(Stored data entries)
--

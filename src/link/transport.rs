//! Trait abstraction for packet transmission to enable testing

use async_trait::async_trait;
use std::io;

/// Trait for fire-and-forget packet transmission
#[cfg_attr(test, mockall::automock)]
#[async_trait]
pub trait PacketTransport: Send {
    /// Send one packet, returning the number of bytes handed to the network
    async fn send(&mut self, payload: &[u8]) -> io::Result<usize>;
}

--

(EXERCISE DIRECTIONS) Restate the records, all of them, precisely as written.

(ANSWER SPACE)
filename src/link/transport.rs
//! Trait abstraction for packet transmission to enable testing

use async_trait::async_trait;
use std::io;

/// Trait for fire-and-forget packet transmission
#[cfg_attr(test, mockall::automock)]
#[async_trait]
pub trait PacketTransport: Send {
    /// Send one packet, returning the number of bytes handed to the network
    async fn send(&mut self, payload: &[u8]) -> io::Result<usize>;
}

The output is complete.